▶ Activity
Scan the data below and state the number of lines that include the word "true", adding no comment.

▶ Records shown
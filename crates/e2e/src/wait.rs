//! Poll-until-predicate with bounded exponential backoff
//!
//! The page under test updates its DOM on its own event-loop turn, so every
//! assertion re-resolves and re-checks until it holds or the deadline passes.
//! There is no fixed-sleep primitive.

use std::future::Future;
use std::time::Duration;
use tokio::time::{sleep, Instant};
use tracing::debug;

use crate::error::E2eResult;

#[derive(Debug, Clone, Copy, PartialEq)]
pub struct PollPolicy {
    /// Total time budget, measured from the first attempt
    pub timeout: Duration,
    pub initial_interval: Duration,
    pub max_interval: Duration,
    /// Growth factor applied to the interval after each failed attempt
    pub multiplier: f64,
}

impl Default for PollPolicy {
    fn default() -> Self {
        Self {
            timeout: Duration::from_secs(4),
            initial_interval: Duration::from_millis(25),
            max_interval: Duration::from_millis(500),
            multiplier: 2.0,
        }
    }
}

impl PollPolicy {
    pub fn with_timeout(mut self, timeout: Duration) -> Self {
        self.timeout = timeout;
        self
    }

    /// Grows by `multiplier`, saturating at `max_interval`
    fn next_interval(&self, current: Duration) -> Duration {
        Duration::try_from_secs_f64(current.as_secs_f64() * self.multiplier)
            .unwrap_or(self.max_interval)
            .min(self.max_interval)
    }
}

/// Result of a single attempt
pub enum Attempt<T, O> {
    Done(T),
    /// Not yet; carries what was observed
    Retry(O),
}

/// Result of polling
#[derive(Debug)]
pub enum PollOutcome<T, O> {
    Done(T),
    TimedOut { last: O, attempts: u32, elapsed: Duration },
}

/// Run `attempt` until it reports `Done` or `policy.timeout` elapses.
///
/// At least one attempt is always made, and the last attempt happens at the
/// deadline rather than one interval before it. Errors returned by an attempt
/// abort polling immediately.
pub async fn poll_until<T, O, F, Fut>(policy: &PollPolicy, mut attempt: F) -> E2eResult<PollOutcome<T, O>>
where
    F: FnMut() -> Fut,
    Fut: Future<Output = E2eResult<Attempt<T, O>>>,
{
    let start = Instant::now();
    let deadline = start + policy.timeout;
    let mut interval = policy.initial_interval;
    let mut attempts = 0u32;

    loop {
        attempts += 1;
        match attempt().await? {
            Attempt::Done(value) => return Ok(PollOutcome::Done(value)),
            Attempt::Retry(last) => {
                let now = Instant::now();
                if now >= deadline {
                    let elapsed = now - start;
                    debug!("Gave up after {} attempt(s) in {:?}", attempts, elapsed);
                    return Ok(PollOutcome::TimedOut { last, attempts, elapsed });
                }
                sleep(interval.min(deadline - now)).await;
                interval = policy.next_interval(interval);
            }
        }
    }
}

/// Poll a boolean predicate; `Ok(false)` means it never held in time
pub async fn wait_for<F, Fut>(policy: &PollPolicy, mut predicate: F) -> E2eResult<bool>
where
    F: FnMut() -> Fut,
    Fut: Future<Output = E2eResult<bool>>,
{
    let outcome = poll_until(policy, || {
        let check = predicate();
        async move {
            Ok(if check.await? {
                Attempt::Done(())
            } else {
                Attempt::Retry(())
            })
        }
    })
    .await?;
    Ok(matches!(outcome, PollOutcome::Done(())))
}
//! Category selection on the storefront
//!
//! Every scenario starts from a freshly loaded page. The in-process variants
//! always run; the live variants drive a real browser through WebDriver and
//! are ignored by default:
//!
//! cargo test --package storefront-e2e --test categories -- --ignored

use std::sync::Arc;

use storefront_e2e::fixture;
use storefront_e2e::webdriver::WebDriverFactory;
use storefront_e2e::{E2eError, E2eResult, HarnessConfig, Page, SessionController};

const CATEGORIES_LIST: &str = r#"[data-testid="categories-list"]"#;
const CATEGORY_ITEM: &str = r#"[data-testid="category-item"]"#;
const PRODUCT_LINK: &str = r#"[data-testid="product-link"]"#;
const SELECTED: &str = r#"[data-selected="true"]"#;
const UNSELECTED: &str = r#"[data-selected="false"]"#;
const ELECTRONICS: &str = r#"[data-elementid="electronics"]"#;
const JEWELERY: &str = r#"[data-elementid="jewelery"]"#;

fn in_process() -> SessionController {
    let config = HarnessConfig::default();
    let factory = fixture::storefront(config.base_url.clone());
    SessionController::new(Arc::new(factory), config).expect("valid default config")
}

fn live() -> SessionController {
    let config = HarnessConfig::default()
        .apply_env()
        .expect("valid STOREFRONT_E2E_* overrides");
    let factory = WebDriverFactory::new(&config).expect("webdriver capabilities");
    SessionController::new(Arc::new(factory), config).expect("valid config")
}

/// Load the page fresh, like a `beforeEach`
async fn visit(controller: &SessionController) -> E2eResult<Page> {
    let url = controller.config().base_url.clone();
    controller.begin(&url).await
}

async fn starts_with_no_categories_selected(controller: &SessionController) -> E2eResult<()> {
    let page = visit(controller).await?;
    let list = page.within(CATEGORIES_LIST)?;

    list.get(CATEGORY_ITEM)?.should_have_length(4).await?;
    list.get(UNSELECTED)?.should_have_length(4).await?;

    page.close().await
}

async fn selecting_a_category_filters_the_list(controller: &SessionController) -> E2eResult<()> {
    let page = visit(controller).await?;
    let list = page.within(CATEGORIES_LIST)?;

    list.get(UNSELECTED)?.should_have_length(4).await?;
    page.get(PRODUCT_LINK)?.should_have_length(20).await?;

    list.get(ELECTRONICS)?.click().await?;
    list.get(SELECTED)?.should_have_length(1).await?;
    list.get(UNSELECTED)?.should_have_length(3).await?;

    page.get(PRODUCT_LINK)?.should_have_length(6).await?;

    page.close().await
}

async fn selecting_a_new_category_deselects_the_old_one(controller: &SessionController) -> E2eResult<()> {
    let page = visit(controller).await?;
    let list = page.within(CATEGORIES_LIST)?;

    list.get(SELECTED)?.should_not_exist().await?;

    list.get(ELECTRONICS)?.click().await?;
    list.get(SELECTED)?.should_have_length(1).await?;

    let jewelery = list.get(JEWELERY)?;
    jewelery.should_be_visible().await?;
    jewelery.click().await?;

    // Settling is the assertion's job: it polls until the old selection is gone
    jewelery.should_have_attribute("data-selected", "true").await?;
    list.get(SELECTED)?.should_have_length(1).await?;
    list.get(UNSELECTED)?.should_have_length(3).await?;
    list.get(ELECTRONICS)?
        .should_have_attribute("data-selected", "false")
        .await?;

    page.close().await
}

#[tokio::test]
async fn starts_with_no_categories_selected_in_process() {
    starts_with_no_categories_selected(&in_process()).await.unwrap();
}

#[tokio::test]
async fn selecting_a_category_filters_the_list_in_process() {
    selecting_a_category_filters_the_list(&in_process()).await.unwrap();
}

#[tokio::test]
async fn selecting_a_new_category_deselects_the_old_one_in_process() {
    selecting_a_new_category_deselects_the_old_one(&in_process()).await.unwrap();
}

#[tokio::test]
async fn wrong_expectation_reports_last_observed_state() {
    let controller = in_process();
    let page = visit(&controller).await.unwrap();

    let err = page
        .get(PRODUCT_LINK)
        .unwrap()
        .timeout(std::time::Duration::from_millis(150))
        .should_have_length(19)
        .await
        .unwrap_err();

    match err {
        E2eError::AssertionTimeout { selector, predicate, observed, .. } => {
            assert_eq!(selector, PRODUCT_LINK);
            assert_eq!(predicate, "have length 19");
            assert!(observed.starts_with("20 elements: <a "), "{observed}");
        }
        other => panic!("expected AssertionTimeout, got {other}"),
    }
}

/// Requires a WebDriver endpoint (e.g. `chromedriver --port=4444`) and network access.
#[tokio::test]
#[ignore]
async fn starts_with_no_categories_selected_live() {
    starts_with_no_categories_selected(&live()).await.unwrap();
}

#[tokio::test]
#[ignore]
async fn selecting_a_category_filters_the_list_live() {
    selecting_a_category_filters_the_list(&live()).await.unwrap();
}

#[tokio::test]
#[ignore]
async fn selecting_a_new_category_deselects_the_old_one_live() {
    selecting_a_new_category_deselects_the_old_one(&live()).await.unwrap();
}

▶ Solution below
2